Speeding drivers had better get ready for their close up.
The city’s 140 school-zone speed cameras will resume issuing tickets the day before more than 1.1-million schoolchildren return to classes on Sept. 5, thanks to a Council-brokered deal between Mayor DeBlasio and Gov. Cuomo.
A Park Slope mother who lost her son to a speeding driver five years ago and has led the charge calling for the cameras to be turned back on said she was grateful that Cuomo supported the solution after the Republican-led state Senate failed to vote to pass a bill to turn the cameras back on.
“After your child dies, it’s hard to ever be grateful — the world seems very dark and cruel,” said Amy Cohen, whose 12-year-old son, Sammy Cohen Eckstein, was killed by a speeder in 2013. “But today we all stood with [Cuomo] and had a measure of gratitude for his willingness to explore and engage a creative solution because the Senate was not acting.”
Gov. Cuomo took the first step to turn the cameras back on by declaring a state of emergency before the city’s school year begins, and signing an executive order on Aug. 27 reinstating the state law and granting the city access to state Department of Motor Vehicle records so that it can resume sending tickets to the owners of cars that the cameras catch speeding. The Council will introduce and vote on legislation to reinstate the program in an emergency meeting today, and Mayor DeBlasio plans to sign it into law on Sept. 4.
Council Speaker Corey Johnson told the New York Daily News, which first reported news of the deal on Aug. 26, that the new bill “allows for the expansion of the program,” but the Council press office did not respond to a follow-up inquiry by press time about how and when the bill could add more cameras.

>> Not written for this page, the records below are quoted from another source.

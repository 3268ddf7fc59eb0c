use anyhow::{Context, Result};
use clap::Parser;
use std::sync::Arc;
use std::{
    fmt::Debug,
    path::{Path, PathBuf},
};
use tracing::{info, level_filters::LevelFilter};
use tracing_subscriber::{layer::SubscriberExt, util::SubscriberInitExt, EnvFilter};

use video_catalog_server::config::{AppConfig, CliConfig, FileConfig, StorageBackend, StorageSettings};
use video_catalog_server::{
    export, run_server, Catalog, JsonFileVideoStore, RequestsLoggingLevel, ServerConfig,
    SqliteVideoStore, VideoStore,
};

fn parse_path(s: &str) -> Result<PathBuf> {
    let path_buf = PathBuf::from(s);
    if path_buf.is_absolute() {
        return Ok(path_buf);
    }
    let cwd = std::env::current_dir()?;
    Ok(cwd.join(path_buf))
}

#[derive(Parser, Debug)]
struct CliArgs {
    /// Path to a TOML config file. Values in the file override CLI arguments.
    #[clap(long, value_parser = parse_path)]
    pub config: Option<PathBuf>,

    /// Storage backend holding the spots.
    #[clap(long, value_enum, default_value_t = StorageBackend::Sqlite)]
    pub backend: StorageBackend,

    /// Path to the SQLite database file, used by the sqlite backend.
    #[clap(long, value_parser = parse_path)]
    pub db_path: Option<PathBuf>,

    /// Path to the JSON document, used by the json backend.
    #[clap(long, value_parser = parse_path)]
    pub json_path: Option<PathBuf>,

    /// JSON array of spots loaded on startup when the store is empty.
    #[clap(long, value_parser = parse_path)]
    pub seed_path: Option<PathBuf>,

    /// The port to listen on.
    #[clap(short, long, default_value_t = 3001)]
    pub port: u16,

    #[clap(long, default_value = "127.0.0.1")]
    pub bind_address: String,

    /// How much of each request to log.
    #[clap(long, default_value = "path")]
    pub logging_level: RequestsLoggingLevel,

    /// Directory with a static frontend, served in place of the stats page.
    #[clap(long)]
    pub frontend_dir_path: Option<String>,

    /// OpenAPI document served at /api/docs instead of the bundled one.
    #[clap(long, value_parser = parse_path)]
    pub api_docs_path: Option<PathBuf>,

    /// Require an OIDC login for mutations and downloads.
    #[clap(long)]
    pub require_login: bool,
}

impl CliArgs {
    fn to_cli_config(&self) -> CliConfig {
        CliConfig {
            backend: self.backend,
            db_path: self.db_path.clone(),
            json_path: self.json_path.clone(),
            seed_path: self.seed_path.clone(),
            port: self.port,
            bind_address: self.bind_address.clone(),
            logging_level: self.logging_level.clone(),
            frontend_dir_path: self.frontend_dir_path.clone(),
            api_docs_path: self.api_docs_path.clone(),
            require_login: self.require_login,
        }
    }
}

fn open_store(storage: &StorageSettings) -> Result<Arc<dyn VideoStore>> {
    Ok(match storage {
        StorageSettings::Sqlite { db_path } => {
            info!("Opening SQLite spots database at {:?}...", db_path);
            Arc::new(SqliteVideoStore::new(db_path)?)
        }
        StorageSettings::Json { json_path } => {
            info!("Opening JSON spots document at {:?}...", json_path);
            Arc::new(JsonFileVideoStore::new(json_path)?)
        }
    })
}

fn seed_catalog(catalog: &Catalog, seed_path: &Path) -> Result<()> {
    let bytes = std::fs::read(seed_path)
        .with_context(|| format!("Failed to read seed file {:?}", seed_path))?;
    let records = export::parse_json(&bytes)
        .with_context(|| format!("Invalid seed file {:?}", seed_path))?;
    let seeded = catalog.seed_if_empty(records)?;
    if seeded > 0 {
        info!("Loaded {} spots from {:?}", seeded, seed_path);
    }
    Ok(())
}

#[tokio::main]
async fn main() -> Result<()> {
    let cli_args = CliArgs::parse();

    tracing_subscriber::registry()
        .with(tracing_subscriber::fmt::layer())
        .with(
            EnvFilter::builder()
                .with_default_directive(LevelFilter::INFO.into())
                .with_env_var("LOG_LEVEL")
                .from_env_lossy(),
        )
        .try_init()?;

    let file_config = match &cli_args.config {
        Some(path) => {
            info!("Loading config from {:?}", path);
            Some(FileConfig::load(path)?)
        }
        None => None,
    };
    let app_config = AppConfig::resolve(&cli_args.to_cli_config(), file_config)?;

    let catalog = Arc::new(Catalog::new(open_store(&app_config.storage)?));
    if let Some(seed_path) = &app_config.seed_path {
        seed_catalog(&catalog, seed_path)?;
    }

    let server_config = ServerConfig {
        requests_logging_level: app_config.logging_level,
        port: app_config.port,
        bind_address: app_config.bind_address,
        frontend_dir_path: app_config.frontend_dir_path,
        api_docs_path: app_config.api_docs_path,
        require_login: app_config.require_login,
    };

    info!(
        "Ready to serve {} spots from the {} backend",
        catalog.count()?,
        catalog.backend_name()
    );
    run_server(server_config, catalog, app_config.oidc).await
}
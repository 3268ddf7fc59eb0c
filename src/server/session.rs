use super::api_error::ApiError;
use super::state::ServerState;
use crate::oidc::IdentityClaim;

use axum::{
    extract::{FromRequestParts, OptionalFromRequestParts},
    http::{request::Parts, HeaderMap},
};
use axum_extra::extract::cookie::CookieJar;
use std::convert::Infallible;
use tracing::debug;

pub const COOKIE_SESSION_TOKEN_KEY: &str = "session_token";
pub const HEADER_SESSION_TOKEN_KEY: &str = "Authorization";

/// A caller allowed through the login gate.
///
/// `identity` is `None` when the server runs without `require_login`.
#[derive(Debug)]
pub struct AuthenticatedUser {
    pub identity: Option<IdentityClaim>,
}

fn extract_session_token_from_cookies(headers: &HeaderMap) -> Option<String> {
    CookieJar::from_headers(headers)
        .get(COOKIE_SESSION_TOKEN_KEY)
        .map(|c| c.value().to_string())
}

fn extract_session_token_from_headers(headers: &HeaderMap) -> Option<String> {
    let raw = headers.get(HEADER_SESSION_TOKEN_KEY)?.to_str().ok()?;
    let token = raw.strip_prefix("Bearer ").unwrap_or(raw).trim();
    (!token.is_empty()).then(|| token.to_string())
}

pub fn extract_session_token(headers: &HeaderMap) -> Option<String> {
    extract_session_token_from_cookies(headers)
        .or_else(|| extract_session_token_from_headers(headers))
}

async fn lookup_identity(parts: &Parts, ctx: &ServerState) -> Option<IdentityClaim> {
    let Some(token) = extract_session_token(&parts.headers) else {
        debug!("No token in cookies nor headers.");
        return None;
    };
    let identity = ctx.session_store.get(&token).await;
    if identity.is_none() {
        debug!("Session token not found");
    }
    identity
}

impl FromRequestParts<ServerState> for AuthenticatedUser {
    type Rejection = ApiError;

    async fn from_request_parts(
        parts: &mut Parts,
        ctx: &ServerState,
    ) -> Result<Self, Self::Rejection> {
        let identity = lookup_identity(parts, ctx).await;
        if ctx.config.require_login && identity.is_none() {
            return Err(ApiError::Unauthorized);
        }
        Ok(AuthenticatedUser { identity })
    }
}

impl OptionalFromRequestParts<ServerState> for AuthenticatedUser {
    type Rejection = Infallible;

    async fn from_request_parts(
        parts: &mut Parts,
        ctx: &ServerState,
    ) -> Result<Option<Self>, Self::Rejection> {
        Ok(lookup_identity(parts, ctx)
            .await
            .map(|identity| AuthenticatedUser {
                identity: Some(identity),
            }))
    }
}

Cuomo said the temporary fix does not absolve the state Senate from the responsibility to pass a bill preserving and expanding the program, since executive orders are only valid for 30 days and he’ll have to re-sign it each month.
“This is not a substitute for the state legislature coming back and passing the law,” Cuomo said. “We still need the Senate to act responsibly and come back and pass a permanent law so we don’t have to do this, 30 days by 30 days interim situation … they didn’t do it since January, and they’re still refusing to do it now, and it is inexcusable.”
The state Senate ended its session on June 20 without voting on a bipartisan bill that would reauthorize the speed cameras and double their number citywide over the next five years after state Sen. Simcha Felder (D–Midwood) — who caucuses with Senate Republicans — did not allow it to leave the Cities Committee, which he chairs. As a result the city’s 140 cameras — present in six percent of the city’s 2,300 school zones — stopped doling out tickets on July 25, when the original 2013 authorization expired.
But the city kept the cameras on to collect speed data, and the mayor’s office announced on Aug. 13 that the cameras caught 132,253 drivers speeding through school zones citywide between July 26 and Aug. 10 — and 67 percent of those were in 42 school zones across Brooklyn, according to a spokesman from the mayor’s office.
Statistics prove that the cameras do slow drivers down and improve safety. There were more than 60-percent fewer speeding violations in school zones with speed cameras in the two years after they were first installed in 2014, and a nearly 15-percent reduction in injuries in school zones with the cameras, according to a Department of Transportation report published last year. And the cameras reduced fatalities in school zones by 55 percent since they were installed.
Activists spent the summer demanding that leaders in the state Senate’s Republican majority — particularly state Sen. Marty Golden (R–Bay Ridge) — do more to pressure Majority Leader John Flanagan (R–Long Island) to reconvene the chamber and bring the bill to a floor for a vote. But Golden issued a statement in response to the new speed-camera deal that accused Cuomo of hiding behind the mayor and the Council, and even suggested that it would be successfully challenged in court.
“A short-term solution is no solution at all,” Golden said. “The Executive Order allowing the City Council to circumvent the Legislature is likely in violation of State Law. There will be a ticket issued, and someone will sue saying it is illegal. The State will lose, there will be confusion, and that will cause distraction to the fact our children will still not have the protection of speed cameras.”
Cuomo conceded that there may be legal pushback to the measure, but said he believes it is legitimate and necessary to protect the lives of kids, and accused state Senate’s Republican majority of prioritizing politics over children’s lives.
“I believe it is legally prudent and legally sustainable, but it is an aggressive legal action,” Cuomo said. “But I believe we are also in extraordinary circumstances, and I’m not going to be a governor who sits by and jeopardize human life, especially the lives of children.”
Councilman Justin Brannan (D–Bay Ridge) said the Council stepped in where the state Senate abdicated its responsibility to the public to vote on the bill to preserve and expand the program.
“The Republican-controlled state Senate made it clear their solution was to use school kids as pawns while blaming everybody but themselves,” Brannan said. “The Council persisted and found a way to fix this problem in time for the start of school. People elect their politicians to fix problems, not to point fingers.”